Your instructions: Wherever a line in the material contains the word "inner", copy that line.

+-------+

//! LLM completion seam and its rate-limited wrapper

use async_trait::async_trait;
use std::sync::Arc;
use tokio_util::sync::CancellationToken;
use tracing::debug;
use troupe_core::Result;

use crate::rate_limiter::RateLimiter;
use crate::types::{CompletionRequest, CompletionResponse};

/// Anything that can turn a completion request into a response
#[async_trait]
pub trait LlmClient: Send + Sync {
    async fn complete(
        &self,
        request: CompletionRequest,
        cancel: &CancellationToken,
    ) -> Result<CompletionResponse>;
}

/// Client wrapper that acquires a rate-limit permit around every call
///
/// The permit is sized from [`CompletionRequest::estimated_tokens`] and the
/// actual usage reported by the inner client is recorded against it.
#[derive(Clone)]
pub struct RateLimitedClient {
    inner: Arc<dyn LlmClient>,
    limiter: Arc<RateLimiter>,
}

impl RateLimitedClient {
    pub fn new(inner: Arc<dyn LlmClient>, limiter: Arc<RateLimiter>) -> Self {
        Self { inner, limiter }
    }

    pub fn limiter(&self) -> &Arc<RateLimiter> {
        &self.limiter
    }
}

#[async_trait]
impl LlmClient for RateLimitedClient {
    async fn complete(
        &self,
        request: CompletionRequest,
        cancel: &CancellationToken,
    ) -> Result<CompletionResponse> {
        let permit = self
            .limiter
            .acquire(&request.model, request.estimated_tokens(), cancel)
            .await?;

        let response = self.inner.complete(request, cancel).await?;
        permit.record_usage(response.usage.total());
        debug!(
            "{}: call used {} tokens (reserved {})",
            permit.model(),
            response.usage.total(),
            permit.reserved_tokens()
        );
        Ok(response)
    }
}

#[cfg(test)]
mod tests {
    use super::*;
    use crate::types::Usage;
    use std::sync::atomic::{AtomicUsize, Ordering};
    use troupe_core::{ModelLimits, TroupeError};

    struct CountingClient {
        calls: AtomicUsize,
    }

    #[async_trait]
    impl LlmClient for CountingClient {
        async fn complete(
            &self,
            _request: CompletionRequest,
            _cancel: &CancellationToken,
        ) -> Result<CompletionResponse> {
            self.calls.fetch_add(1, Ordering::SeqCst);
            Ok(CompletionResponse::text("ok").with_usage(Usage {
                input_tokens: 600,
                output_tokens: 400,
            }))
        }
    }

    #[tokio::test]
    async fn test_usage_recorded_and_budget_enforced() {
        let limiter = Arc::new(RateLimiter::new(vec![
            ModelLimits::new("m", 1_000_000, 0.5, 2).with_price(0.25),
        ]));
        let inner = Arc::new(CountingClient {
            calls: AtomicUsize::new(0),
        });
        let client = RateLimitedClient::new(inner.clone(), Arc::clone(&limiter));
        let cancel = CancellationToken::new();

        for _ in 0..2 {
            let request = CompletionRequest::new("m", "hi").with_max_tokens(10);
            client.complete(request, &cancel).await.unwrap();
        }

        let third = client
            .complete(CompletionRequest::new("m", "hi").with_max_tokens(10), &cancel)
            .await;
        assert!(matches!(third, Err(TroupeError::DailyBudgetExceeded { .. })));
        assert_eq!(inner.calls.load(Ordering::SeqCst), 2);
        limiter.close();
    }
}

+-------+

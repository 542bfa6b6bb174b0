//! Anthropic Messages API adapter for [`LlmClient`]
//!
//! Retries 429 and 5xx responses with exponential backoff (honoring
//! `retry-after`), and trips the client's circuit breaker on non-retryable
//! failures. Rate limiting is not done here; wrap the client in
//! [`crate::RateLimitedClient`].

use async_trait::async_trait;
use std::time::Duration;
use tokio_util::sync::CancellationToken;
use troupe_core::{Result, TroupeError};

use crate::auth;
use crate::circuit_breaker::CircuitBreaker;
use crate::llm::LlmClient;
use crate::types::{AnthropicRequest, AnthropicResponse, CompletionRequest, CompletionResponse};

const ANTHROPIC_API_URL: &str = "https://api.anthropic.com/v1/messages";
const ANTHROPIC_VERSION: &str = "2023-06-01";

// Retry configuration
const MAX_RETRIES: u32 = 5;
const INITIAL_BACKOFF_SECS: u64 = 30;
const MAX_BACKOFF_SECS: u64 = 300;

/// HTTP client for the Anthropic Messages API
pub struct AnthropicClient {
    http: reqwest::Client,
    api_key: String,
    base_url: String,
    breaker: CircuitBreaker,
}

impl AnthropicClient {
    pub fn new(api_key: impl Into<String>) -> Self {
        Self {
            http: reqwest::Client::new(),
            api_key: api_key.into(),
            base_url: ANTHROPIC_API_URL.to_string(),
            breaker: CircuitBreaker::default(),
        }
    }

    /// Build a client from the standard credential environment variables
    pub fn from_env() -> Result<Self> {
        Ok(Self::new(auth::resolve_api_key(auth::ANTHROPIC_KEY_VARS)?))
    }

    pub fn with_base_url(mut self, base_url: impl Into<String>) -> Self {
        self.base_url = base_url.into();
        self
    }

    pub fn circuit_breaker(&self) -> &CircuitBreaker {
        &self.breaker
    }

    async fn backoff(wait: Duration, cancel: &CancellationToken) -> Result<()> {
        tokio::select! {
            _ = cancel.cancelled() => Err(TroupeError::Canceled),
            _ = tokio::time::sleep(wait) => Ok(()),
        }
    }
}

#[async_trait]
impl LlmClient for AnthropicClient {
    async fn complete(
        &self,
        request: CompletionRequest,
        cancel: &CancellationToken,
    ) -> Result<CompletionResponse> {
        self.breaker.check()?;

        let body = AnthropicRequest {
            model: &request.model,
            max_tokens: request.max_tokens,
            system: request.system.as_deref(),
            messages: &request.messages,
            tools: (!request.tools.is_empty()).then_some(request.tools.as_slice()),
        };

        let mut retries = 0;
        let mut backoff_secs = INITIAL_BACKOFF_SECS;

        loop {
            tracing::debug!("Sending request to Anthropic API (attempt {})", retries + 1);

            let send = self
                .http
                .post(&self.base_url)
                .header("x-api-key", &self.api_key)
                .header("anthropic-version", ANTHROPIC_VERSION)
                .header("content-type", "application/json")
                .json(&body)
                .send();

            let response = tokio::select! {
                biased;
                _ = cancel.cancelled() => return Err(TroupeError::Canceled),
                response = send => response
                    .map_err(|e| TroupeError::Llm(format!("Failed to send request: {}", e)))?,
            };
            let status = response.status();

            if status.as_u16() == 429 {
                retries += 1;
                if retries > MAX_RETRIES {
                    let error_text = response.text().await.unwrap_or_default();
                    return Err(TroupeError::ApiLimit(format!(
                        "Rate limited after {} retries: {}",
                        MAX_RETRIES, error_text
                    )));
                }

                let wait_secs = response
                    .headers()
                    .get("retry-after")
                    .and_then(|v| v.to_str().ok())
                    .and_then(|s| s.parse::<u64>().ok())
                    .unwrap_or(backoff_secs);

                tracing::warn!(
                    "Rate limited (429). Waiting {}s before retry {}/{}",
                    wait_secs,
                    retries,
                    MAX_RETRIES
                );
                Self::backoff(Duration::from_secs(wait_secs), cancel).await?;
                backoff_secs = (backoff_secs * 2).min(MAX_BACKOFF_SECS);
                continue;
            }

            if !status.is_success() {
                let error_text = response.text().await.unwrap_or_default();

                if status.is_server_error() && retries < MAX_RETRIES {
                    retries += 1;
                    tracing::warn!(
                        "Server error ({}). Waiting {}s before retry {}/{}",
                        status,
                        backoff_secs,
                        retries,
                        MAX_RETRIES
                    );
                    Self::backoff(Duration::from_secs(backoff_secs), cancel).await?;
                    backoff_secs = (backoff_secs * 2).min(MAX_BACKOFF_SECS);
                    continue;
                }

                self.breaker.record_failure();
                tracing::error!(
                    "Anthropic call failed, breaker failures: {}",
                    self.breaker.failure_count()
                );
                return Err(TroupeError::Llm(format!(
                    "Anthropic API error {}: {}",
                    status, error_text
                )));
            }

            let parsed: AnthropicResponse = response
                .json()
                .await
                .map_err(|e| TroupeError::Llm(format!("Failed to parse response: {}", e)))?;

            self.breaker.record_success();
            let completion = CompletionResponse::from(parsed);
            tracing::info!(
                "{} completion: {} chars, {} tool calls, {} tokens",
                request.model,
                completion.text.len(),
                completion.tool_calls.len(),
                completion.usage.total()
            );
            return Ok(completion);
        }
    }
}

+-------+

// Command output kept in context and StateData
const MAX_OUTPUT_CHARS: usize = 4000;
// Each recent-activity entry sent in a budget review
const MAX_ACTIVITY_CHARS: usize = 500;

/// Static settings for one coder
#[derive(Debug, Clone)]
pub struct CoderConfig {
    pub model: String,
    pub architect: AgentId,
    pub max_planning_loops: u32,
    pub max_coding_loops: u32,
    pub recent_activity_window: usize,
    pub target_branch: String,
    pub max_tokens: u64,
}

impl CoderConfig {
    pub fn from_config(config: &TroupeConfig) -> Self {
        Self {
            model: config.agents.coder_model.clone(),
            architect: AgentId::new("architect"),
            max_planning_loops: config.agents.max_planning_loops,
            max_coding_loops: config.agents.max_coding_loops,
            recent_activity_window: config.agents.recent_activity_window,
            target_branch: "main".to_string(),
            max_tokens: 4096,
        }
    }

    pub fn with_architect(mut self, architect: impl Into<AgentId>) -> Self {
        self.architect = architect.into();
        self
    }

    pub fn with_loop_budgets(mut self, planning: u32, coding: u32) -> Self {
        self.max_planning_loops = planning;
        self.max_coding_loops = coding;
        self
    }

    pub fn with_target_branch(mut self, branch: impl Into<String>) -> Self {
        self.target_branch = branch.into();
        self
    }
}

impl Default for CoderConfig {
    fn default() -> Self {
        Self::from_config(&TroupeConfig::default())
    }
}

+-------+

Result of the exercise:
/// actual usage reported by the inner client is recorded against it.
    inner: Arc<dyn LlmClient>,
    pub fn new(inner: Arc<dyn LlmClient>, limiter: Arc<RateLimiter>) -> Self {
        Self { inner, limiter }
        let response = self.inner.complete(request, cancel).await?;
        let inner = Arc::new(CountingClient {
        let client = RateLimitedClient::new(inner.clone(), Arc::clone(&limiter));
        assert_eq!(inner.calls.load(Ordering::SeqCst), 2);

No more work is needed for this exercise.